● **What needs to be done**: Within the lines below, find those that hold the string "teacher" and copy each one.

● **Data section**:
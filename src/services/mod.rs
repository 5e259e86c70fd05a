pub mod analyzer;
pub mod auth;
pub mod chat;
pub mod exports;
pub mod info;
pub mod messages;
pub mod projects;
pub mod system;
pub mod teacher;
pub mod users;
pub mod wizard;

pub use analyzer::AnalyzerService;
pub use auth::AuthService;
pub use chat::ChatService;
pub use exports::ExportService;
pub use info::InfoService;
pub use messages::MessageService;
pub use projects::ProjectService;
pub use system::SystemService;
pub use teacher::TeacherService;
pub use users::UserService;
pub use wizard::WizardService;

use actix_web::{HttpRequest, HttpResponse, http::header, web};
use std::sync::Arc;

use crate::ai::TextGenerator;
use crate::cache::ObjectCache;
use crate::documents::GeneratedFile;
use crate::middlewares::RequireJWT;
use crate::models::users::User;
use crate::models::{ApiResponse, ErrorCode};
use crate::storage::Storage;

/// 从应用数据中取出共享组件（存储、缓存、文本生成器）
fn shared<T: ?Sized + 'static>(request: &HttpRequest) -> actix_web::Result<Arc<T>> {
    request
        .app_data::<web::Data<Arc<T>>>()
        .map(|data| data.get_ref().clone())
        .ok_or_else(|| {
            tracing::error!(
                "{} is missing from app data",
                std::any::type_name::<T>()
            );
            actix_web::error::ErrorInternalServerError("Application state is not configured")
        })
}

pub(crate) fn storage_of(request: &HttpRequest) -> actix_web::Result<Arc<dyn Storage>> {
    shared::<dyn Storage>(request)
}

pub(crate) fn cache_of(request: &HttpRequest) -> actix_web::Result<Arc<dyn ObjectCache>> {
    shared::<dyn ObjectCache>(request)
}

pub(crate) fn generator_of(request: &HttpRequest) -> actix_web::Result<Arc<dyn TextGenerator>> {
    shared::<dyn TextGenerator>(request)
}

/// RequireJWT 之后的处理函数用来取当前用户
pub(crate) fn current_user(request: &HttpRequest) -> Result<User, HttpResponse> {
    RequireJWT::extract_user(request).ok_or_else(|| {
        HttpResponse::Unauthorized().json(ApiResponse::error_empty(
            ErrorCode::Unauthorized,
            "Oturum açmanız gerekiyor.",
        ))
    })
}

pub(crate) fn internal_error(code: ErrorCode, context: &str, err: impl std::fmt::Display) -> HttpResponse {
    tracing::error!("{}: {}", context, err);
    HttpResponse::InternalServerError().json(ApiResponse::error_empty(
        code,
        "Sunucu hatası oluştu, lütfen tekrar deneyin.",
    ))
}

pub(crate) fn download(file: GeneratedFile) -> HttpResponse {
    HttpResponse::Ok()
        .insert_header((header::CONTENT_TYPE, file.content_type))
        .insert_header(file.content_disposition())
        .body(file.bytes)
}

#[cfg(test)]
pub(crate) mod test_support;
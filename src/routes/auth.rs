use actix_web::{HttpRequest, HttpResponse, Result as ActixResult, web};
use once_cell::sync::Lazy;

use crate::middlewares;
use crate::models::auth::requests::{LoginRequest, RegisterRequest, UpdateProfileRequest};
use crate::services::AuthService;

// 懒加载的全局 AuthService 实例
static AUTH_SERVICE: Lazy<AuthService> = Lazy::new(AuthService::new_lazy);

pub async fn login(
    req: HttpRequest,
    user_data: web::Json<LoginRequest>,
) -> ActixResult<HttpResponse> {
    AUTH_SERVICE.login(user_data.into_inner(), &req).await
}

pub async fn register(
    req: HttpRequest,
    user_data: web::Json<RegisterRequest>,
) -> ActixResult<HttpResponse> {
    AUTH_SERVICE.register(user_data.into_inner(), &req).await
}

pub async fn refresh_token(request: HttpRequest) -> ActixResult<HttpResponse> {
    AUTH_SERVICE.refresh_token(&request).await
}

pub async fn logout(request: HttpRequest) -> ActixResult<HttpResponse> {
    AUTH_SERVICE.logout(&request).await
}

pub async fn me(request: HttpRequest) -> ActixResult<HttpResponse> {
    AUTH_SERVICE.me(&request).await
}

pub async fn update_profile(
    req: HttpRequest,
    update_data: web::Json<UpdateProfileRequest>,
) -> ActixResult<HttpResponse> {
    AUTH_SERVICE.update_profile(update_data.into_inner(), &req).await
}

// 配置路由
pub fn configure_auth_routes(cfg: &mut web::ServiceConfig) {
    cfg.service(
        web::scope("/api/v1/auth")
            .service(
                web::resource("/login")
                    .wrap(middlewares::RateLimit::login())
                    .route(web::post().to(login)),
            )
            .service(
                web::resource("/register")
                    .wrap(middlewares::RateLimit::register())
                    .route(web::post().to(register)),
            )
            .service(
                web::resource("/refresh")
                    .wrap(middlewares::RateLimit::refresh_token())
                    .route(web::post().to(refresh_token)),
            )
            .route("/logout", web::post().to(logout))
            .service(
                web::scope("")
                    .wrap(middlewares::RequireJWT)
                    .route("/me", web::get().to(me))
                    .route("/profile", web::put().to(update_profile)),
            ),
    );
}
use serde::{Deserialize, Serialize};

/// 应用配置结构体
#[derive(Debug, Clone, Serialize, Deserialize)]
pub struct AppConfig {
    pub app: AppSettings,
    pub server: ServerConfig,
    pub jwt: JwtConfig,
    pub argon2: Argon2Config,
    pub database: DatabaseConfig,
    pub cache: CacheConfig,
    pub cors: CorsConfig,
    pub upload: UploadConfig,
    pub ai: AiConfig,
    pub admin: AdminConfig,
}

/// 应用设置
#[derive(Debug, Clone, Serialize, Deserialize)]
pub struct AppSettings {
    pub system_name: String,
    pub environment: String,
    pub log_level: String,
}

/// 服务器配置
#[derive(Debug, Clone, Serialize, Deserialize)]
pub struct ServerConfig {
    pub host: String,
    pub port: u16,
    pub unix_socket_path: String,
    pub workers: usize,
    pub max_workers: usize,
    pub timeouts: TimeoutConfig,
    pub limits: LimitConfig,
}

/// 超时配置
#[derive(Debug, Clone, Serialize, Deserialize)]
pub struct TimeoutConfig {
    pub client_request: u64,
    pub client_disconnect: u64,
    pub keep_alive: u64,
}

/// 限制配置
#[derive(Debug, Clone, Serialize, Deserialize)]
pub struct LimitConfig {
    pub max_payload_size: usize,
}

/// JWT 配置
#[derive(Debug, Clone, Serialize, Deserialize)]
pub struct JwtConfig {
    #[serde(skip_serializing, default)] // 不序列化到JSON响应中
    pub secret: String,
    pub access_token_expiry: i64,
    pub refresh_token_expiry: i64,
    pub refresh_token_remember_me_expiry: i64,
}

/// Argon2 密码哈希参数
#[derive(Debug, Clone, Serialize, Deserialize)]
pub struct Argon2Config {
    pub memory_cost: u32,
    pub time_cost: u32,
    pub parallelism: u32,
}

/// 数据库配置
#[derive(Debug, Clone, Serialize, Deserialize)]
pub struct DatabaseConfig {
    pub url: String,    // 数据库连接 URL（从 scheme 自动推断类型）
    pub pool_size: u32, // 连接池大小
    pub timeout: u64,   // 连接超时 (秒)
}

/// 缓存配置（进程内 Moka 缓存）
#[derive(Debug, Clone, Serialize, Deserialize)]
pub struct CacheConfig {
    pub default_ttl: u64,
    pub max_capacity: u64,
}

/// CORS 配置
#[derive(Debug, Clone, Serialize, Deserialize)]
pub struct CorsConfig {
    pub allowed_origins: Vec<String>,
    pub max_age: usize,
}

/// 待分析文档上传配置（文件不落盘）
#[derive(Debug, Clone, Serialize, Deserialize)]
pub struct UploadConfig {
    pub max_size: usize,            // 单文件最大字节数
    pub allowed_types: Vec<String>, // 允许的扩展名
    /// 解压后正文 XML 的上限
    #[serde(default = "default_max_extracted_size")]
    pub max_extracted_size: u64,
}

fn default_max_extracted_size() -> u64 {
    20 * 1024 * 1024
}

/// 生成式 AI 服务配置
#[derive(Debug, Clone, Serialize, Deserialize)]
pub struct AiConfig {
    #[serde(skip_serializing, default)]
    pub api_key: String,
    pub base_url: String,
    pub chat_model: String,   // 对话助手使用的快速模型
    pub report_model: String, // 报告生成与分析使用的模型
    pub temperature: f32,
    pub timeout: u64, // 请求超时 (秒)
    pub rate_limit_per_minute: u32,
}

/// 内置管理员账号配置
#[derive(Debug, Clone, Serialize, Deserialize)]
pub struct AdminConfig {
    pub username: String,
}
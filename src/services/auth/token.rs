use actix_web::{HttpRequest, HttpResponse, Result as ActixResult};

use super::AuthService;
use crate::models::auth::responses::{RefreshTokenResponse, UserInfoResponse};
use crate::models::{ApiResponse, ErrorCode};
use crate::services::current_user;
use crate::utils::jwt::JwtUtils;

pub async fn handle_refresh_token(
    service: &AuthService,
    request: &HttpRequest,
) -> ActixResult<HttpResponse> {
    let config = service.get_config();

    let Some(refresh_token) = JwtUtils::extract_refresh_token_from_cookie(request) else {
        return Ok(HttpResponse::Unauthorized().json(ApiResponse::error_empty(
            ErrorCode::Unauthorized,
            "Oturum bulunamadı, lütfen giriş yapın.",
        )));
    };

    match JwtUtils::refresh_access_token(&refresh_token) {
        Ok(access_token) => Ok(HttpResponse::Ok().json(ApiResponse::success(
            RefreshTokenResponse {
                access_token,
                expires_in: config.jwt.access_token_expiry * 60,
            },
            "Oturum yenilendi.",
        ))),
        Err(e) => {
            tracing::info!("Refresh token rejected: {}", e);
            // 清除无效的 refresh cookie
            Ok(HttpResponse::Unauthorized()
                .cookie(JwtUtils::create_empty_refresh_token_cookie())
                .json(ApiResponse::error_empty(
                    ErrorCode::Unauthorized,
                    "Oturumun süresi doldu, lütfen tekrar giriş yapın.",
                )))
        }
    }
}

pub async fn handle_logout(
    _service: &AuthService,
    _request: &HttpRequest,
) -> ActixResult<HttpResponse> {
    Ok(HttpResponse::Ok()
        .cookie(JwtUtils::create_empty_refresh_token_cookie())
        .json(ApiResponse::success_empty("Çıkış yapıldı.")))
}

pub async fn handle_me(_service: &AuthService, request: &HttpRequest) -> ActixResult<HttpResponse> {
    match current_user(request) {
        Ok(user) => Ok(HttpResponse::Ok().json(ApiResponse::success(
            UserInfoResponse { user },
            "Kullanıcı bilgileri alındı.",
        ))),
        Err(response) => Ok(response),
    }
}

● **Task answer**:
pub mod teacher;
pub use teacher::TeacherService;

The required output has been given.